> **The problem**:
From the data that follows, copy every line with the string "Some".

Segment Start: Task data

// ============================================================================
// CANCELLATION AND FAN-OUT
// ============================================================================

#[test]
fn cancellation_stops_before_any_source_call() {
    let fixture = populated();
    let token = CancellationToken::new();
    token.cancel();
    let mut executor = fixture.executor_with(ExecutorOptions::new().with_cancellation(token));
    let result = executor.execute(&read_node("/a"));
    assert_cancelled(&result);
    for source in [CACHE, SOURCE_1, SOURCE_2, SOURCE_3] {
        assert_eq!(fixture.factory.created(source), 0);
    }
}

#[test]
fn cancellation_between_commands() {
    let fixture = populated();
    let token = CancellationToken::new();
    let mut executor =
        fixture.executor_with(ExecutorOptions::new().with_cancellation(token.clone()));
    executor.execute(&read_node("/a")).unwrap();
    token.cancel();
    assert_cancelled(&executor.execute(&read_node("/b")));
}

#[test]
fn cancellation_interrupts_waiting_for_an_exhausted_pool() {
    let fixture = populated();
    let pool = fixture.registry.pool(SOURCE_2).unwrap();
    pool.set_maximum_size(1).unwrap();
    let _held = fixture.registry.create_connection(SOURCE_2).unwrap();

    let token = CancellationToken::new();
    let canceller = {
        let token = token.clone();
        thread::spawn(move || {
            thread::sleep(std::time::Duration::from_millis(50));
            token.cancel();
        })
    };
    let mut executor = fixture.executor_with(ExecutorOptions::new().with_cancellation(token));
    let started = Instant::now();
    let result = executor.execute(&read_node("/a"));
    canceller.join().unwrap();

    assert_cancelled(&result);
    assert!(started.elapsed() < std::time::Duration::from_secs(5));
    assert_eq!(fixture.factory.created(SOURCE_2), 0);
}
impl PoolInner {
    fn poisoned(&self) -> SourceError {
        SourceError::LockPoisoned {
            source_name: self.source.name().to_string(),
        }
    }

    fn lock_state(&self) -> SourceResult<MutexGuard<'_, PoolState>> {
        self.state.lock().map_err(|_| self.poisoned())
    }

    /// Lock for paths that cannot report errors (returns, drops, statistics).
    fn lock_state_recovering(&self) -> MutexGuard<'_, PoolState> {
        self.state.lock().unwrap_or_else(PoisonError::into_inner)
    }

    /// Give back a reserved or checked-out slot whose connection was discarded.
    fn release_slot(&self) {
        let mut state = self.lock_state_recovering();
        state.open -= 1;
        state.in_use -= 1;
        self.after_release(&mut state);
    }

    /// Idle connections always sit on the default workspace.
    fn return_connection(&self, mut connection: Box<dyn Connection>) {
        let reusable = connection.workspace().is_none() || connection.set_workspace(None).is_ok();
        let mut state = self.lock_state_recovering();
        state.in_use -= 1;
        if reusable && state.run_state == RunState::Running && state.open <= state.max_size {
            state.idle.push_back(connection);
            self.after_release(&mut state);
            return;
        }
        state.open -= 1;
        self.after_release(&mut state);
        drop(state);
        connection.close();
    }

    fn after_release(&self, state: &mut PoolState) {
        if state.run_state == RunState::Shutdown && state.open == 0 {
            state.run_state = RunState::Terminated;
            self.terminated.notify_all();
        }
        self.available.notify_one();
    }
}

// ============================================================================
// POOLED CONNECTION
// ============================================================================

/// A connection checked out of a [`ConnectionPool`].
///
/// `close` (or drop) returns the underlying connection to its pool.
pub struct PooledConnection {
    source_name: String,
    connection: Option<Box<dyn Connection>>,
    pool: Arc<PoolInner>,
}

impl PooledConnection {
    pub fn is_closed(&self) -> bool {
        self.connection.is_none()
    }

    fn open(&self) -> SourceResult<&dyn Connection> {
        self.connection
            .as_deref()
            .ok_or_else(|| SourceError::ConnectionClosed {
                source_name: self.source_name.clone(),
            })
    }
}

impl std::fmt::Debug for PooledConnection {
    fn fmt(&self, f: &mut std::fmt::Formatter<'_>) -> std::fmt::Result {
        f.debug_struct("PooledConnection")
            .field("source_name", &self.source_name)
            .field("closed", &self.is_closed())
            .finish()
    }
}

impl Connection for PooledConnection {
    fn source_name(&self) -> &str {
        &self.source_name
    }

    fn default_cache_policy(&self) -> Option<CachePolicy> {
        self.connection
            .as_ref()
            .and_then(|c| c.default_cache_policy())
    }

    fn execute(&self, command: &Command) -> SourceResult<CommandOutcome> {
        self.open()?.execute(command)
    }

    fn execute_batch(&self, commands: &[Command]) -> SourceResult<Vec<CommandOutcome>> {
        self.open()?.execute_batch(commands)
    }

    fn workspace(&self) -> Option<&str> {
        self.connection.as_ref().and_then(|c| c.workspace())
    }

    fn set_workspace(&mut self, workspace: Option<&str>) -> SourceResult<()> {
        match self.connection.as_mut() {
            Some(connection) => connection.set_workspace(workspace),
            None => Err(SourceError::ConnectionClosed {
                source_name: self.source_name.clone(),
            }),
        }
    }

    fn ping(&self, timeout: Duration) -> bool {
        self.open().map(|c| c.ping(timeout)).unwrap_or(false)
    }

    fn close(&mut self) {
        if let Some(connection) = self.connection.take() {
            self.pool.return_connection(connection);
        }
    }
}

impl Drop for PooledConnection {
    fn drop(&mut self) {
        self.close();
    }
}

Segment End: Task data

> **Reply to the exercise**:
            Some(connection) => connection.set_workspace(workspace),
        if let Some(connection) = self.connection.take() {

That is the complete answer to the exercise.